42 F.4th 895
8th Cir.2022Background
- In Oct. 2019 police surveilled a motel, observed Farrington and Stefani Goodwin place several bags into a car, and stopped the vehicle because Farrington’s license was suspended.
- A drug-detection dog alerted; officers found paraphernalia and four locked lockboxes in the car, arrested Farrington, seized the lockboxes, and moved them to the sheriff’s evidence shed.
- That evening a drug dog sniffed the lockboxes at the shed and alerted; officers obtained a search warrant roughly two hours later and searched the lockboxes, discovering methamphetamine.
- Farrington moved to suppress evidence from the stop, seizure, and sniff; the district court denied suppression.
- At trial the court admitted a 12-second jail-video excerpt of Farrington’s call but excluded about 1.5 minutes of additional footage under Rule 106; a juror who previously corresponded with a Government witness was challenged for cause and not struck.

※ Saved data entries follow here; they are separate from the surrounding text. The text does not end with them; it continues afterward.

//! Event capability surface read and mutated by the engine.
//!
//! An [`Event`] is identified either by a self-describing schema URI or by a
//! primitive event name. Its payload is a flat JSON map and its entities are
//! self-describing context records. The engine only ever adds to an event:
//! entities are appended and payload values are inserted when their key is
//! still free.

mod error;
pub mod schemas;
mod types;

pub use error::PayloadError;
pub use types::{
    Background, DeepLinkReceived, DismissImmersiveSpace, Foreground, ImmersionStyle,
    OpenImmersiveSpace, ScreenView, SelfDescribing, UpperLimbVisibility,
};

use crate::core::TrackerStateSnapshot;
use chrono::{DateTime, Utc};
use serde::{Deserialize, Serialize};
use serde_json::Value;
use stillwater::validation::Validation;
use stillwater::NonEmptyVec;
use uuid::Uuid;

/// Flat key/value payload of an event.
pub type Payload = serde_json::Map<String, Value>;

/// A self-describing JSON record: a schema URI plus the data it validates.
///
/// Entities attached to events use this shape.
#[derive(Clone, Debug, PartialEq, Serialize, Deserialize)]
pub struct SelfDescribingJson {
    pub schema: String,
    pub data: Value,
}

impl SelfDescribingJson {
    pub fn new(schema: impl Into<String>, data: Value) -> Self {
        Self {
            schema: schema.into(),
            data,
        }
    }
}

/// How an event is identified for routing.
#[derive(Clone, Debug, PartialEq, Eq, Serialize, Deserialize)]
pub enum EventIdentity {
    /// Identified by a versioned schema URI.
    SelfDescribing(String),
    /// Identified by a fixed event name (e.g. `"se"` for structured events).
    Primitive(String),
}

/// An event flowing through the enrichment pipeline.
#[derive(Clone, Debug)]
pub struct Event {
    id: Uuid,
    identity: EventIdentity,
    payload: Payload,
    entities: Vec<SelfDescribingJson>,
    device_created_at: DateTime<Utc>,
    true_timestamp: Option<DateTime<Utc>>,
    state: TrackerStateSnapshot,
}

impl Event {
    fn with_identity(identity: EventIdentity, payload: Payload) -> Self {
        Self {
            id: Uuid::new_v4(),
            identity,
            payload,
            entities: Vec::new(),
            device_created_at: Utc::now(),
            true_timestamp: None,
            state: TrackerStateSnapshot::default(),
        }
    }

    /// Create a self-describing event for `schema`.
    pub fn self_describing(schema: impl Into<String>, payload: Payload) -> Self {
        Self::with_identity(EventIdentity::SelfDescribing(schema.into()), payload)
    }

    /// Create a primitive event identified by `name`.
    pub fn primitive(name: impl Into<String>, payload: Payload) -> Self {
        Self::with_identity(EventIdentity::Primitive(name.into()), payload)
    }

    /// Attach an entity at construction time.
    pub fn with_entity(mut self, entity: SelfDescribingJson) -> Self {
        self.entities.push(entity);
        self
    }

    /// Attach several entities at construction time.
    pub fn with_entities(mut self, entities: impl IntoIterator<Item = SelfDescribingJson>) -> Self {
        self.entities.extend(entities);
        self
    }

    /// Set the user-supplied timestamp of when the event actually happened.
    pub fn with_true_timestamp(mut self, timestamp: DateTime<Utc>) -> Self {
        self.true_timestamp = Some(timestamp);
        self
    }

    pub fn id(&self) -> Uuid {
        self.id
    }

    pub fn identity(&self) -> &EventIdentity {
        &self.identity
    }

    /// Schema URI for self-describing events, `None` otherwise.
    pub fn schema(&self) -> Option<&str> {
        match &self.identity {
            EventIdentity::SelfDescribing(schema) => Some(schema),
            EventIdentity::Primitive(_) => None,
        }
    }

    /// Event name for primitive events, `None` otherwise.
    pub fn name(&self) -> Option<&str> {
        match &self.identity {
            EventIdentity::SelfDescribing(_) => None,
            EventIdentity::Primitive(name) => Some(name),
        }
    }

    pub fn is_self_describing(&self) -> bool {
        matches!(self.identity, EventIdentity::SelfDescribing(_))
    }

    /// Key used to look the event up in routing tables: the schema, or the
    /// bare name for primitive events.
    pub fn routing_key(&self) -> &str {
        match &self.identity {
            EventIdentity::SelfDescribing(schema) => schema,
            EventIdentity::Primitive(name) => name,
        }
    }

    pub fn payload(&self) -> &Payload {
        &self.payload
    }

    pub fn entities(&self) -> &[SelfDescribingJson] {
        &self.entities
    }

    pub fn device_created_at(&self) -> DateTime<Utc> {
        self.device_created_at
    }

    pub fn true_timestamp(&self) -> Option<DateTime<Utc>> {
        self.true_timestamp
    }

    /// Tracker state captured when the event was processed.
    ///
    /// Empty until the state manager has advanced state for this event.
    pub fn state(&self) -> &TrackerStateSnapshot {
        &self.state
    }

    pub(crate) fn attach_state(&mut self, snapshot: TrackerStateSnapshot) {
        self.state = snapshot;
    }

    /// Append generated entities.
    pub fn add_entities(&mut self, entities: impl IntoIterator<Item = SelfDescribingJson>) {
        self.entities.extend(entities);
    }

    /// Insert payload values without overwriting existing keys.
    ///
    /// Every key is attempted. Keys that are empty or already present are
    /// rejected, and all rejections are reported together.
    pub fn add_payload_values(&mut self, values: Payload) -> Validation<(), NonEmptyVec<PayloadError>> {
        let mut checks: Vec<Validation<(), NonEmptyVec<PayloadError>>> = Vec::new();

        for (key, value) in values {
            let check: Validation<(), NonEmptyVec<PayloadError>> = if key.is_empty() {
                Validation::fail(PayloadError::EmptyKey)
            } else if self.payload.contains_key(&key) {
                Validation::fail(PayloadError::KeyAlreadyPresent { key })
            } else {
                self.payload.insert(key, value);
                Validation::success(())
            };
            checks.push(check);
        }

        Validation::all_vec(checks).map(|_| ())
    }
}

- Farrington was convicted of possession with intent to distribute and conspiracy; he appealed the denials on suppression, juror challenge, and Rule 106 exclusion.
Issues
| Issue | Plaintiff's Argument | Defendant's Argument | Held |
|---|---|---|---|
| Suppression: Were seizure, hours-long detention, and dog sniff of lockboxes unlawful under the Fourth Amendment? | Farrington: detention and second dog sniff/search of lockboxes was an unreasonable seizure/search (invoking Place). | Government: automobile exception permits seizure/search of containers; Johns allows delayed searches; dog sniff on exterior not a search. | Affirmed. Johns controls; delay was reasonable and warrant obtained; suppression properly denied. |
| Juror challenge: Should a juror who previously corresponded with a Rule 404(b) witness be struck for cause? | Farrington: prior frequent email contact with Detective Bunch created implied or actual bias requiring removal. | Government: juror explicitly said she could be fair and would wait to hear testimony; no actual partiality shown. | Affirmed. Denial not an abuse of discretion; juror professed impartiality and any misapplied standard was harmless. |
| Rule 106: Should additional portion of jail-call be admitted to provide context? | Farrington: 12‑second excerpt created misleading impression; longer portion would explain "lawyer" and "lockboxes" remarks. | Government: additional footage would only reinforce Government’s characterization; district court reviewed full video and found no contextualizing material necessary. | Affirmed. Exclusion was not an abuse of discretion because Farrington failed to show the additional portion was necessary to avoid misleading the jury. |
Key Cases Cited
- United States v. Johns, 469 U.S. 478 (upheld delayed warrantless search of containers removed from vehicles)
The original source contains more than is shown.